Philadelphia Mayor Jim Kenney also was excited about the bid—and his city’s chances—when addressing the media this weekend. As with other cities, he pointed to the existing infrastructure, but also to the city's spirit and culture.
The mayor is currently hosting his city’s own micro-version of the World Cup, Philadelphia’s Unity Cup. An annual initiative that Kenney started in 2016, the Unity Cup is intended to unite the city’s neighborhoods and celebrate “diverse immigrant communities.”
“I love the World Cup—I love soccer, I love European soccer, American soccer,” Kenney said, according to the Philadelphia Inquirer. “It’s terrific for us as a city to continue creating relationships and building relationships with foreign countries and cities.”

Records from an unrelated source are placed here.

//! EdgeRuntime: the assembled node.

use std::sync::Arc;
use std::time::Duration;

use parking_lot::Mutex;
use tokio::task::JoinHandle;
use tracing::{info, warn};

use super::automation::AutomationService;
use super::status::{NodeStatus, TaskStatistics};
use crate::client::RetryingClient;
use crate::config::{EdgeConfig, SharedConfig};
use crate::domain::{EdgeEvent, NodeId, Task};
use crate::error::{ClientError, ConfigError, QueueError};
use crate::executor::TaskExecutor;
use crate::pool::WorkerPool;
use crate::ports::{Capabilities, Coordinator, EventSink, NodeRegistration, ResourceProbe};
use crate::queue::{QueueSnapshot, TaskQueue};

pub struct EdgeRuntime {
    pub(super) node_id: NodeId,
    pub(super) config: SharedConfig,
    pub(super) queue: Arc<TaskQueue>,
    pub(super) pool: Arc<WorkerPool>,
    pub(super) executor: Arc<TaskExecutor>,
    pub(super) automation: AutomationService,
    pub(super) coordinator: Arc<dyn Coordinator>,
    pub(super) client: Option<Arc<RetryingClient>>,
    pub(super) probe: Arc<dyn ResourceProbe>,
    pub(super) sink: Arc<dyn EventSink>,
    pub(super) capabilities: Capabilities,
    pub(super) handler_types: Vec<String>,
    pub(super) dispatcher: Mutex<Option<JoinHandle<()>>>,
}

impl EdgeRuntime {
    pub fn node_id(&self) -> &NodeId {
        &self.node_id
    }

    pub fn config(&self) -> &SharedConfig {
        &self.config
    }

    pub fn queue(&self) -> &Arc<TaskQueue> {
        &self.queue
    }

    pub fn pool(&self) -> &Arc<WorkerPool> {
        &self.pool
    }

    pub fn executor(&self) -> &Arc<TaskExecutor> {
        &self.executor
    }

    pub fn automation(&self) -> &AutomationService {
        &self.automation
    }

    /// The HTTP client, when the coordinator is the built-in HTTP one.
    pub fn client(&self) -> Option<&Arc<RetryingClient>> {
        self.client.as_ref()
    }

    pub fn capabilities(&self) -> &Capabilities {
        &self.capabilities
    }

    /// Start the pool dispatcher and the automation loops.
    ///
    /// Returns `false` when already started, or after `shutdown`: a runtime
    /// that was shut down does not pull or admit tasks again.
    pub fn start(&self) -> bool {
        let mut dispatcher = self.dispatcher.lock();
        if dispatcher.is_some() || self.is_shut_down() {
            return false;
        }
        *dispatcher = Some(self.pool.spawn_dispatcher());
        drop(dispatcher);
        self.automation.start();
        info!(node_id = %self.node_id, "edge node started");
        true
    }

    /// Run only the dispatcher, without heartbeat or pulling. Tasks come in
    /// through `submit`.
    pub fn start_local(&self) -> bool {
        let mut dispatcher = self.dispatcher.lock();
        if dispatcher.is_some() || self.is_shut_down() {
            return false;
        }
        *dispatcher = Some(self.pool.spawn_dispatcher());
        true
    }

    fn is_shut_down(&self) -> bool {
        if self.pool.is_draining() {
            warn!(node_id = %self.node_id, "runtime was shut down; not starting again");
            return true;
        }
        false
    }

    /// Stop the loops, stop admitting and wait up to `grace` for in-flight
    /// executions. Returns `false` if the grace period ran out.
    pub async fn shutdown(&self, grace: Duration) -> bool {
        self.automation.stop().await;

        let drained = tokio::time::timeout(grace, self.pool.drain()).await.is_ok();
        if !drained {
            warn!(
                in_flight = self.pool.in_flight(),
                "shutdown grace period elapsed with tasks still running"
            );
        }

        let handle = self.dispatcher.lock().take();
        if let Some(handle) = handle {
            if let Err(err) = handle.await {
                warn!(error = %err, "pool dispatcher ended abnormally");
            }
        }
        info!(node_id = %self.node_id, "edge node stopped");
        drained
    }

    /// Enqueue a task locally, as if it had been pulled.
    pub async fn submit(&self, task: Task) -> Result<(), QueueError> {
        self.queue.enqueue(task).await?;
        self.pool.nudge();
        Ok(())
    }

    pub async fn snapshot(&self) -> QueueSnapshot {
        self.queue.snapshot().await
    }

    pub async fn statistics(&self) -> TaskStatistics {
        TaskStatistics::from_snapshot(&self.queue.snapshot().await)
    }

    pub async fn status(&self) -> NodeStatus {
        NodeStatus {
            node_id: self.node_id.clone(),
            automation_running: self.automation.is_running(),
            max_concurrency: self.pool.max_concurrency(),
            counts: self.queue.counts().await,
            in_flight: self.pool.in_flight(),
            active_sessions: self.executor.sandbox().active_count(),
            handler_types: self.handler_types.clone(),
        }
    }

    /// Validate and publish a new configuration. Intervals, limits and the
    /// concurrency bound take effect on their next read; API settings are
    /// fixed at build time.
    pub fn reload_config(&self, config: EdgeConfig) -> Result<(), ConfigError> {
        self.config.update(config)?;
        self.sink.emit(EdgeEvent::ConfigReloaded);
        Ok(())
    }

    /// Announce this node to the coordinator.
    pub async fn register_node(&self) -> Result<(), ClientError> {
        let host = self.probe.host_info();
        let registration = NodeRegistration {
            node_id: self.node_id.clone(),
            hostname: host.hostname,
            platform: host.platform,
            arch: host.arch,
            cpu_cores: host.cpu_cores,
            memory_total: host.memory_total_mb,
            capabilities: self.capabilities.clone(),
        };
        self.coordinator.register_node(&registration).await?;
        self.sink.emit(EdgeEvent::NodeRegistered {
            node_id: self.node_id.clone(),
        });
        Ok(())
    }

    /// Log in through the HTTP client and keep the token for later requests.
    pub async fn login(&self, email: &str, password: &str) -> Result<String, ClientError> {
        let client = self
            .client
            .as_ref()
            .ok_or_else(|| ClientError::Build("runtime has no HTTP coordinator".into()))?;
        client.login(email, password).await
    }
}

#[cfg(test)]
mod tests {
    use serde_json::json;

    use super::*;
    use crate::app::EdgeBuilder;
    use crate::domain::{TaskId, TaskState};
    use crate::impls::{FixedProbe, InMemoryCoordinator, MemoryEventSink};

    fn runtime(coordinator: Arc<InMemoryCoordinator>, sink: Arc<MemoryEventSink>) -> EdgeRuntime {
        let mut config = EdgeConfig::default();
        config.automation.heartbeat_interval_ms = 50;
        config.automation.pull_interval_ms = 50;
        EdgeBuilder::new()
            .config(config)
            .coordinator(coordinator)
            .event_sink(sink)
            .probe(Arc::new(FixedProbe::new(3.0, 64.0)))
            .node_id(NodeId::new("edge-rt"))
            .with_builtin()
            .unwrap()
            .build()
            .unwrap()
    }

    #[tokio::test]
    async fn submit_runs_locally_and_reports() {
        let coordinator = Arc::new(InMemoryCoordinator::new());
        let sink = Arc::new(MemoryEventSink::new());
        let rt = runtime(coordinator.clone(), sink);
        assert!(rt.start_local());

        rt.submit(Task::new(
            TaskId::new("h1"),
            "hash_calculation",
            json!({"input": "abc", "iterations": 3}),
        ))
        .await
        .unwrap();

        tokio::time::timeout(Duration::from_secs(5), async {
            while coordinator.results().is_empty() {
                tokio::time::sleep(Duration::from_millis(10)).await;
            }
        })
        .await
        .unwrap();

        assert_eq!(rt.queue().state_of(&TaskId::new("h1")).await, Some(TaskState::Completed));
        let stats = rt.statistics().await;
        assert_eq!(stats.success_rate, 1.0);
        assert!(rt.shutdown(Duration::from_secs(1)).await);
    }

    #[tokio::test]
    async fn start_is_idempotent_and_shutdown_stops_loops() {
        let coordinator = Arc::new(InMemoryCoordinator::new());
        let sink = Arc::new(MemoryEventSink::new());
        let rt = runtime(coordinator.clone(), sink.clone());

        assert!(rt.start());
        assert!(!rt.start());
        assert!(rt.status().await.automation_running);

        tokio::time::sleep(Duration::from_millis(30)).await;
        assert!(rt.shutdown(Duration::from_secs(1)).await);
        assert!(!rt.status().await.automation_running);
        assert_eq!(sink.count("service_stopped"), 1);
    }

    #[tokio::test]
    async fn runtime_does_not_restart_after_shutdown() {
        let coordinator = Arc::new(InMemoryCoordinator::new());
        let sink = Arc::new(MemoryEventSink::new());
        let rt = runtime(coordinator.clone(), sink.clone());

        assert!(rt.start());
        assert!(rt.shutdown(Duration::from_secs(1)).await);
        let heartbeats = coordinator.heartbeats().len();

        coordinator.push_tasks([Task::new(TaskId::new("late"), "compute", json!({}))]);
        assert!(!rt.start());
        assert!(!rt.start_local());
        tokio::time::sleep(Duration::from_millis(150)).await;

        assert!(!rt.automation().is_running());
        assert_eq!(coordinator.pending(), 1);
        assert_eq!(coordinator.heartbeats().len(), heartbeats);
        assert_eq!(rt.queue().waiting_count().await, 0);
        assert_eq!(sink.count("service_started"), 1);
    }

    #[tokio::test]
    async fn register_node_sends_host_facts() {
        let coordinator = Arc::new(InMemoryCoordinator::new());
        let rt = runtime(coordinator.clone(), Arc::new(MemoryEventSink::new()));
        rt.register_node().await.unwrap();

        let reg = coordinator.registrations().remove(0);
        assert_eq!(reg.node_id.as_str(), "edge-rt");
        assert_eq!(reg.hostname, "fixed-host");
        assert_eq!(reg.capabilities.memory, 8.0);
    }

    #[tokio::test]
    async fn reload_rejects_invalid_config_and_keeps_the_old_one() {
        let sink = Arc::new(MemoryEventSink::new());
        let rt = runtime(Arc::new(InMemoryCoordinator::new()), sink.clone());

        let mut bad = rt.config().current();
        bad.pool.max_concurrency = 0;
        assert!(rt.reload_config(bad).is_err());
        assert_eq!(rt.pool().max_concurrency(), 4);

        let mut good = rt.config().current();
        good.pool.max_concurrency = 8;
        rt.reload_config(good).unwrap();
        assert_eq!(rt.status().await.max_concurrency, 8);
        assert_eq!(sink.count("config_reloaded"), 1);
    }

    #[tokio::test]
    async fn login_without_http_client_is_an_error() {
        let rt = runtime(Arc::new(InMemoryCoordinator::new()), Arc::new(MemoryEventSink::new()));
        assert!(rt.login("a@b.c", "x").await.is_err());
    }
}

Our nation’s capital region is seen as almost a lock to be a host. Washington, DC Deputy Mayor Brian Kenner, whose suburban neighbor FedEx Field is a finalist to be a venue, told Route Fifty that the city is used to hosting large gatherings and unique events on a regular basis. Kenner pointed to the city hosting everything from inaugurations every four years to the Major League Baseball All-Star Game next month and the recent Stanley Cup Finals. In addition to the bars and restaurants he hopes international football fans will be frequenting, he also pointed to their 20,000 seat capacity Major League Soccer stadium slated to open next month, which could potentially serve as a training facility.
Kenner said he has yet to engage with FIFA or the Bid Committee on next steps since the unity bid’s success last week. They are, after all, he pointed out, in the middle of this year’s World Cup.
Mitch Herckis is Senior Editor and Director of Strategic Initiatives for Government Executive's Route Fifty. He is based in Washington, D.C.